Down the street from Mount Holyoke College is a special place – Berkshire Hills Music Academy. On entering the academy, it is hard not to be won over by the cheerful greetings and the enthusiasm that the students show. Here, young adults having cognitive or developmental disabilities (like Williams syndrome, autism etc), with a special talent for music are nurtured. Students are involved in a number of stimulating activities throughout the semester, like swimming, vocal training, performing in concerts, outdoor trips, and other creative activities.

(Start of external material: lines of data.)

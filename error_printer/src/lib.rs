use std::fmt::{Debug, Display};
use std::panic::Location;

use tracing::{debug, error, info, warn};

/// A helper trait to log errors as they pass through a call site.
///
/// The functions return the original `Result` untouched, so they chain in front of `?`,
/// `.ok()`, or a `map_err`:
///
/// ```
/// use error_printer::ErrorPrinter;
///
/// fn parse(s: &str) -> Result<u32, std::num::ParseIntError> {
///     s.parse::<u32>().warn_error("bad iteration count")
/// }
/// assert!(parse("x").is_err());
/// ```
pub trait ErrorPrinter {
    fn log_error<M: Display>(self, message: M) -> Self;

    fn warn_error<M: Display>(self, message: M) -> Self;

    fn info_error<M: Display>(self, message: M) -> Self;

    fn debug_error<M: Display>(self, message: M) -> Self;
}

impl<T, E: Debug> ErrorPrinter for Result<T, E> {
    #[track_caller]
    fn log_error<M: Display>(self, message: M) -> Self {
        if let Err(e) = &self {
            let caller = Location::caller();
            error!(caller = %caller, "{message}, error: {e:?}");
        }
        self
    }

    #[track_caller]
    fn warn_error<M: Display>(self, message: M) -> Self {
        if let Err(e) = &self {
            let caller = Location::caller();
            warn!(caller = %caller, "{message}, error: {e:?}");
        }
        self
    }

    #[track_caller]
    fn info_error<M: Display>(self, message: M) -> Self {
        if let Err(e) = &self {
            let caller = Location::caller();
            info!(caller = %caller, "{message}, error: {e:?}");
        }
        self
    }

    #[track_caller]
    fn debug_error<M: Display>(self, message: M) -> Self {
        if let Err(e) = &self {
            let caller = Location::caller();
            debug!(caller = %caller, "{message}, error: {e:?}");
        }
        self
    }
}
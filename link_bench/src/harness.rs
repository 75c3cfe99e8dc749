use std::time::{Duration, Instant};

use tracing::debug;

use crate::cancellation::CancellationSignal;
use crate::error::Result;
use crate::operation::HardwareOperation;
use crate::progress::{ProgressDeduplicator, ProgressReporter};
use crate::samples::{SampleSeries, Unit};

const BYTES_PER_GB: f64 = 1e9;

/// How the elapsed time of one execution is turned into a sample.
#[derive(Debug, Clone, Copy, PartialEq, Eq)]
pub enum Measurement {
    /// GB/s for `bytes_per_execution` bytes moved by one execution.
    Throughput { bytes_per_execution: u64 },
    /// Microseconds per execution.
    Latency,
}

impl Measurement {
    pub fn unit(&self) -> Unit {
        match self {
            Measurement::Throughput { .. } => Unit::GigabytesPerSecond,
            Measurement::Latency => Unit::Microseconds,
        }
    }

    pub fn sample(&self, elapsed: Duration) -> f64 {
        match self {
            Measurement::Throughput { bytes_per_execution } => {
                // A zero reading is clamped so throughput stays finite.
                let secs = elapsed.max(Duration::from_nanos(1)).as_secs_f64();
                *bytes_per_execution as f64 / secs / BYTES_PER_GB
            },
            Measurement::Latency => elapsed.as_secs_f64() * 1e6,
        }
    }
}

/// One timed series to run: a name for progress and results, a repetition count, and the sample conversion.
#[derive(Debug, Clone, PartialEq)]
pub struct TestPlan {
    pub name: String,
    pub repetitions: usize,
    pub measurement: Measurement,
}

impl TestPlan {
    pub fn new(name: impl Into<String>, repetitions: usize, measurement: Measurement) -> Self {
        Self {
            name: name.into(),
            repetitions,
            measurement,
        }
    }
}

/// Samples from one harness run.  `cancelled` is set when a stop request ended the series early;
/// `samples` then holds every repetition that completed.
#[derive(Debug, Clone, PartialEq)]
pub struct TimedSeries {
    pub samples: SampleSeries,
    pub cancelled: bool,
}

/// Runs an operation repeatedly and times each execution with a monotonic clock.
#[derive(Debug)]
pub struct TestHarness<'a> {
    progress: &'a dyn ProgressReporter,
}

impl<'a> TestHarness<'a> {
    pub fn new(progress: &'a dyn ProgressReporter) -> Self {
        Self { progress }
    }

    /// Execute `operation` `plan.repetitions` times in sequence.
    ///
    /// With a cancellation signal, it is polled once after every repetition and the series stops as soon
    /// as it reports a stop request.  An operation failure aborts the series and is returned as is; nothing
    /// is retried.
    pub fn run_timed_series(
        &self,
        plan: &TestPlan,
        operation: &mut dyn HardwareOperation,
        mut cancel: Option<&mut dyn CancellationSignal>,
    ) -> Result<TimedSeries> {
        debug!(test = %plan.name, repetitions = plan.repetitions, "starting timed series");

        let mut samples = SampleSeries::with_capacity(plan.repetitions);
        let mut progress = ProgressDeduplicator::new(plan.repetitions);

        for i in 0..plan.repetitions {
            let start = Instant::now();
            operation.execute()?;
            let elapsed = start.elapsed();

            samples.push(plan.measurement.sample(elapsed));

            if let Some(percent) = progress.update(i + 1) {
                self.progress.report(&plan.name, percent);
            }

            if let Some(signal) = cancel.as_deref_mut() {
                if signal.poll_cancelled() {
                    debug!(test = %plan.name, completed = i + 1, "timed series cancelled");
                    return Ok(TimedSeries {
                        samples,
                        cancelled: true,
                    });
                }
            }
        }

        debug!(test = %plan.name, "timed series complete");
        Ok(TimedSeries {
            samples,
            cancelled: false,
        })
    }
}
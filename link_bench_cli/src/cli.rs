use clap::Parser;
use link_bench::BenchmarkConfig;
use utils::{normalized_path_from_user_string, ByteSize};

use crate::backends::BackendOptions;

/// Measures bandwidth and latency of the link between the host and an accelerator.
///
/// Defaults come from `LINKBENCH_*` environment variables; flags override them for this invocation.
#[derive(Parser, Debug)]
#[clap(name = "linkbench", version)]
pub struct LinkBenchCommand {
    /// Device backend to benchmark.
    #[clap(long, default_value = "host")]
    pub backend: String,

    /// Print the available backends and exit.
    #[clap(long)]
    pub list_backends: bool,

    /// Size of each bandwidth-test transfer, e.g. `256mib` or `64mb`.
    #[clap(long)]
    pub large_transfer: Option<ByteSize>,

    /// Size of each latency-test transfer.
    #[clap(long)]
    pub small_transfer: Option<ByteSize>,

    /// Number of empty submissions in the command latency test.
    #[clap(long)]
    pub command_iterations: Option<usize>,

    /// Number of transfers in each transfer latency test.
    #[clap(long)]
    pub transfer_iterations: Option<usize>,

    /// Copies submitted per timed bandwidth batch.
    #[clap(long)]
    pub copies_per_batch: Option<usize>,

    /// Timed batches per bandwidth test.
    #[clap(long)]
    pub batches: Option<usize>,

    /// Repeat the suite until cancelled.
    #[clap(long)]
    pub continuous: bool,

    /// Append results to this CSV file.
    #[clap(long, conflicts_with = "no_csv")]
    pub csv: Option<String>,

    /// Do not write a CSV result log.
    #[clap(long)]
    pub no_csv: bool,

    /// Print each suite report as one JSON line instead of a table.
    #[clap(long)]
    pub json: bool,

    /// Do not read the keyboard; the suite can then only be stopped by ending the process.
    #[clap(long)]
    pub no_interactive: bool,

    /// Link bandwidth of the simulated backend, in GB/s.
    #[clap(long, default_value_t = 12.0)]
    pub sim_bandwidth: f64,

    /// Per-submission latency of the simulated backend, in microseconds.
    #[clap(long, default_value_t = 5.0)]
    pub sim_latency_us: f64,
}

impl LinkBenchCommand {
    /// Overlay the flags that were given on `config`.
    pub fn apply_to(&self, config: &mut BenchmarkConfig) {
        if let Some(size) = self.large_transfer {
            config.large_transfer_bytes = size.as_u64();
        }
        if let Some(size) = self.small_transfer {
            config.small_transfer_bytes = size.as_u64();
        }
        if let Some(n) = self.command_iterations {
            config.command_latency_iterations = n;
        }
        if let Some(n) = self.transfer_iterations {
            config.transfer_latency_iterations = n;
        }
        if let Some(n) = self.copies_per_batch {
            config.copies_per_batch = n;
        }
        if let Some(n) = self.batches {
            config.bandwidth_batches = n;
        }
        if self.continuous {
            config.continuous_mode = true;
        }
        if let Some(path) = &self.csv {
            config.csv_logging_enabled = true;
            config.csv_path = normalized_path_from_user_string(path);
        }
        if self.no_csv {
            config.csv_logging_enabled = false;
        }
    }

    pub fn backend_options(&self) -> BackendOptions {
        BackendOptions {
            sim_bandwidth_gbps: self.sim_bandwidth,
            sim_latency_us: self.sim_latency_us,
        }
    }
}

#[cfg(test)]
mod tests {
    use super::*;

    fn parse(args: &[&str]) -> LinkBenchCommand {
        LinkBenchCommand::try_parse_from(std::iter::once("linkbench").chain(args.iter().copied())).unwrap()
    }

    #[test]
    fn test_no_flags_keeps_config() {
        let command = parse(&[]);
        assert_eq!(command.backend, "host");
        assert!(!command.list_backends);

        let mut config = BenchmarkConfig::default();
        command.apply_to(&mut config);
        assert_eq!(config, BenchmarkConfig::default());
    }

    #[test]
    fn test_flags_override_config() {
        let command = parse(&[
            "--backend",
            "simulated",
            "--large-transfer",
            "64mib",
            "--small-transfer",
            "4kb",
            "--command-iterations",
            "10",
            "--transfer-iterations",
            "20",
            "--copies-per-batch",
            "2",
            "--batches",
            "8",
            "--continuous",
            "--no-csv",
        ]);
        assert_eq!(command.backend, "simulated");

        let mut config = BenchmarkConfig::default();
        command.apply_to(&mut config);
        assert_eq!(config.large_transfer_bytes, 64 << 20);
        assert_eq!(config.small_transfer_bytes, 4000);
        assert_eq!(config.command_latency_iterations, 10);
        assert_eq!(config.transfer_latency_iterations, 20);
        assert_eq!(config.copies_per_batch, 2);
        assert_eq!(config.bandwidth_batches, 8);
        assert!(config.continuous_mode);
        assert!(!config.csv_logging_enabled);
    }

    #[test]
    fn test_csv_path_enables_logging() {
        let command = parse(&["--csv", "out/results.csv"]);
        let mut config = BenchmarkConfig::default();
        config.csv_logging_enabled = false;
        command.apply_to(&mut config);
        assert!(config.csv_logging_enabled);
        assert!(config.csv_path.is_absolute());
        assert!(config.csv_path.ends_with("out/results.csv"));
    }

    #[test]
    fn test_rejected_arguments() {
        let args = |a: &[&str]| LinkBenchCommand::try_parse_from(std::iter::once("linkbench").chain(a.iter().copied()));
        assert!(args(&["--csv", "a.csv", "--no-csv"]).is_err());
        assert!(args(&["--large-transfer", "12 parsecs"]).is_err());
        assert!(args(&["--batches", "-1"]).is_err());
    }

    #[test]
    fn test_simulated_backend_options() {
        let options = parse(&["--sim-bandwidth", "3.5", "--sim-latency-us", "0"]).backend_options();
        assert_eq!(options.sim_bandwidth_gbps, 3.5);
        assert_eq!(options.sim_latency_us, 0.0);
    }
}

“Berkshire Hills Music Academy offers a unique, music-infused curriculum which includes a full range of life skills, social skills, functional academics and independent living experiences for individuals with cognitive and developmental disabilities” – Admissions office
In my first semester of college, I joined a program called C.A.U.S.E. (Creating Awareness for Social Equality) and became a ‘Best Buddy’. All volunteers were paired with one student from BHMA; they would correspond regularly and take part in an activity with him/her about twice a month. I vividly remember my first time at BHMA, more than a year ago… We were in the hall, being briefed about the responsibilities and other logistics of the program. For instance, we were not allowed to reveal non-public information about our best buddies to anyone etc. All of a sudden, a tall, healthy and full of life flew into the room, unable to contain her excitement. She was going to have a college friend after all! Our co-coordinator softly suggested her to wait outside.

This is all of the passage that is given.